Monday, November 27, 2006

NIH & NSF

So I mentioned a few posts back a promise that was made in the '90s to double the federal funding for fundamental scientific research. The National Institutes of Health (NIH) was first. The number and sizes of NIH grants jumped, and research boomed. The National Science Foundation (NSF) was supposed to be next. Unfortunately congress decided that decrying and impeaching one president for getting a blowjob, and then hopping in bed with another to cut taxes for the wealthiest Americans and large investors and to wage a war against a country that had not attacked us were more important than funding science (or providing troops with armor, or taking care of wounded veterans or...).

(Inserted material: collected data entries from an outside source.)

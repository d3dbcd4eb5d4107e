use chrono::NaiveDateTime;
use serde::{Deserialize, Serialize};
use sqlx::FromRow;

use super::Theatre;

#[derive(Debug, Clone, PartialEq, FromRow, Serialize, Deserialize)]
#[serde(rename_all = "camelCase")]
pub struct Show {
    pub id: i32,
    pub movie_id: i32,
    pub theatre_id: i32,
    pub show_time: NaiveDateTime,
    pub format: String,
    /// Counted from seat rows at read time, never stored.
    pub available_seats: i64,
}

/// Listing row: a show joined with the theatre it plays in.
#[derive(Debug, Clone, PartialEq, Serialize, Deserialize)]
pub struct ShowWithTheatre {
    #[serde(flatten)]
    pub show: Show,
    pub theatre: Theatre,
}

Since the NIH windfall a large number of researchers have applied for funding. At first it was a party that everyone was invited to. A good scientist with a good idea could get themselves a good grant. Anyone who could modify their research or phrase it in a way that would imply a health related aspect did. But that switching has made things tighter. Many (most) of these research switchers came from chemistry. Biologists and Medical researchers were already primarily funded by NIH, and physics researchers can't really retask too easily, but chemists, being a mixture from more pure physical to more pure biology, got money from both. There were a few problems that resulted. First is that bio and med people started having to compete with more chemists for funding (which did not keep doubling). This has led to some researchers having a harder time getting funding, keeping students, getting tenure, etc. The number of chemists has actually grown quickly in that time because many chemistry departments have expanded as a result of the increase in the NIH budget, and they have looked for more bio-leaning chemists (even when looking for analytical/organic/inorganic positions).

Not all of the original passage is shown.